16

Un rumor cercano despertó a Jax. Desde luego, cualquier cosa que se encontrase dentro de aquel cuchitril estaría cercana a él. El mercenario se había cubierto la cara con el brazo, en una incómoda máscara, bastante eficaz, que le ayudaba a burlar la luz que entraba por la ventana. La contrapartida era la correspondiente falta de visibilidad. Dudó si aquello que se movía tanto sería el ladrón más torpe del mundo, un mapache que se había colado en el cuarto, o Iviqi retornando por fin. De ser esta última, no pensaba decirle nada sobre su ausencia todas esas horas; eso lo sabía incluso recién despertado. Por desgracia, al estar ya despierto realizó algunos movimientos involuntarios que su compañera captó.

—¿Estás despierto? —preguntó la voz de la chica.

—No —respondió él de mala gana.

Se sentía agarrotado y lento, más de lo que solía ser normal a esas horas. Aunque, si se paraba a pensarlo, no tenía ni idea de qué hora podía ser ni cuánto podía haber descansado.

—Pues deberías ir espabilando. Son ya más de las nueve.

—Me da igual la hora que sea.

Con ese dato y, según sus cálculos, que en absoluto eran fiables, había dormido unas cinco horas. Eso explicaba que se sintiera tan decaído, y que le hubieran aparecido dolores que antes no estaban, como molestias y sobrecargas en ambas caderas, sobre todo la izquierda.

—Sabes que te has acostado con la espada y la pistola encima, ¿verdad? —preguntó ella.

Jax no contestó. Se llevó ambas manos a uno y otro costado, encontrando, efectivamente, sendas armas colocadas en el mismo sitio donde las había puesto al salir por la noche. Por lo menos, eso daba una explicación a sus dolores.
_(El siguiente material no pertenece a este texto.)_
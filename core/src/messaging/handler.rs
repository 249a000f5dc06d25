//! Seals outgoing messages into envelopes and opens incoming ones

use std::sync::Arc;

use tracing::debug;

use crate::messaging::protocol::{Envelope, Message, ProtocolError};
use crate::session::{SessionError, SessionManager};

/// Result of opening an envelope
#[derive(Debug, Clone, PartialEq, Eq)]
pub struct Incoming {
    /// Cryptographic sender, taken from the envelope
    pub sender_peer_id: String,
    pub message: Message,
    /// A new session was accepted from this envelope
    pub session_established: bool,
}

/// Handles message encryption/decryption
pub struct MessageHandler {
    /// Our peer ID
    peer_id: String,
    sessions: Arc<SessionManager>,
}

impl MessageHandler {
    pub fn new(peer_id: &str, sessions: Arc<SessionManager>) -> Self {
        Self {
            peer_id: peer_id.to_string(),
            sessions,
        }
    }

    /// Encrypt a message for the recipient.
    ///
    /// The X3DH header rides along until the recipient has answered.
    pub async fn prepare_outgoing(&self, recipient_peer_id: &str, message: &Message) -> Result<Envelope, HandlerError> {
        let encrypted = self.sessions.encrypt(recipient_peer_id, &message.to_bytes()).await?;
        let envelope = match self.sessions.pending_initial_message(recipient_peer_id).await {
            Some(initial) => Envelope::session_init(&self.peer_id, initial, &encrypted),
            None => Envelope::message(&self.peer_id, &encrypted),
        };
        Ok(envelope)
    }

    /// Decrypt, accepting a handshake header only together with its message
    pub async fn process_incoming(&self, envelope: &Envelope) -> Result<Incoming, HandlerError> {
        // The transport sender may be a relay; session state follows the envelope sender
        let sender = &envelope.sender_peer_id;
        let encrypted = envelope.ratchet_message()?;

        let (plaintext, session_established) = match envelope.initial() {
            Some(initial) => self.sessions.accept_session(sender, initial, &encrypted).await?,
            None => (self.sessions.decrypt(sender, &encrypted).await?, false),
        };
        let message = Message::from_bytes(&plaintext)?;
        debug!("Opened {:?} {} from {}", message.message_type, message.id, sender);

        Ok(Incoming {
            sender_peer_id: sender.clone(),
            message,
            session_established,
        })
    }
}

/// Handler errors
#[derive(Debug, Clone, PartialEq, Eq, thiserror::Error)]
pub enum HandlerError {
    #[error("Session error: {0}")]
    Session(#[from] SessionError),
    #[error("Protocol error: {0}")]
    Protocol(#[from] ProtocolError),
}

impl HandlerError {
    /// Tampering or replay, as opposed to a local or format problem
    pub fn is_security_event(&self) -> bool {
        match self {
            HandlerError::Session(SessionError::Ratchet(e)) => e.is_security_event(),
            HandlerError::Session(SessionError::X3DH(crate::crypto::X3DHError::InvalidSignature)) => true,
            _ => false,
        }
    }
}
Chasqueó la lengua y se la encontró boqueando en una cavidad seca y de sabor amargo. Beber agua pasaba a la cima de sus prioridades más apremiantes. Al haber apartado ya el brazo de los ojos, Jax pudo ver a su compañera rebuscando algo a los pies de su cama. Parecía entusiasmada. Mucho más de lo que debería estarlo una persona que volvía de pasar toda la noche bebiendo y quién sabría qué más. Pero eso era asunto de la joven y Jax no tenía el más mínimo interés en ser el quién que sabría qué más.

—Gran noche, ¿eh? —preguntó ella.

A todas luces, según el parecer de Jax, Iviqi estaba dando a entender que él se había excedido con la bebida y que había tenido que regresar a gatas o algo así.

—Y tú volviendo a estas horas, ¿qué? —replicó.

—Si yo te contara…

No le gustó cómo había sonado esa respuesta. Y menos aún que la hubiera dejado sin acabar, como suponiendo que él debía rellenar la información que faltaba. Era, de un solo golpe, una forma de presumir de lo que había hecho y de decirle que él era un ignorante por no saberlo. Era una provocación, pero el mercenario no se iba a dejar enredar en ese juego. Él era adulto. En eso pensaba cuando la chica se incorporó y se volvió hacia él. Parecía que le iba a decir algo, pero, al encontrarse con su cara, el gesto se le torció. Se lo quedó mirando sin decir nada, como examinándole o, lo que era peor, juzgándole.

«Juzgarme, ella a mí. Cómo osa.»

—¿Qué ocurre ahora, a ver? —preguntó Jax.

—Vaya leñazo que tienes en la frente, compañero —exclamó ella, más divertida que preocupada.

Era justo sobre la ceja izquierda. Jax se llevó la mano a la herida por instinto. Volvió a ver el taburete volando en su dirección y la negrura que le había seguido. El leve roce del dedo le hizo dar un respingo sobre el colchón. Trató de ocultar el dolor encogiéndose de hombros. Más o menos.

—Hubo una estúpida pelea en la Sierpe Marina.

—Ya, dímelo a mí.

—Claro, qué te voy a contar a ti. Tú eres muy lista y lo sabes todo —replicó él de sopetón.

—Vale, vale, tranquilo, fiera. Tienes puntos. ¿Quién te cosió?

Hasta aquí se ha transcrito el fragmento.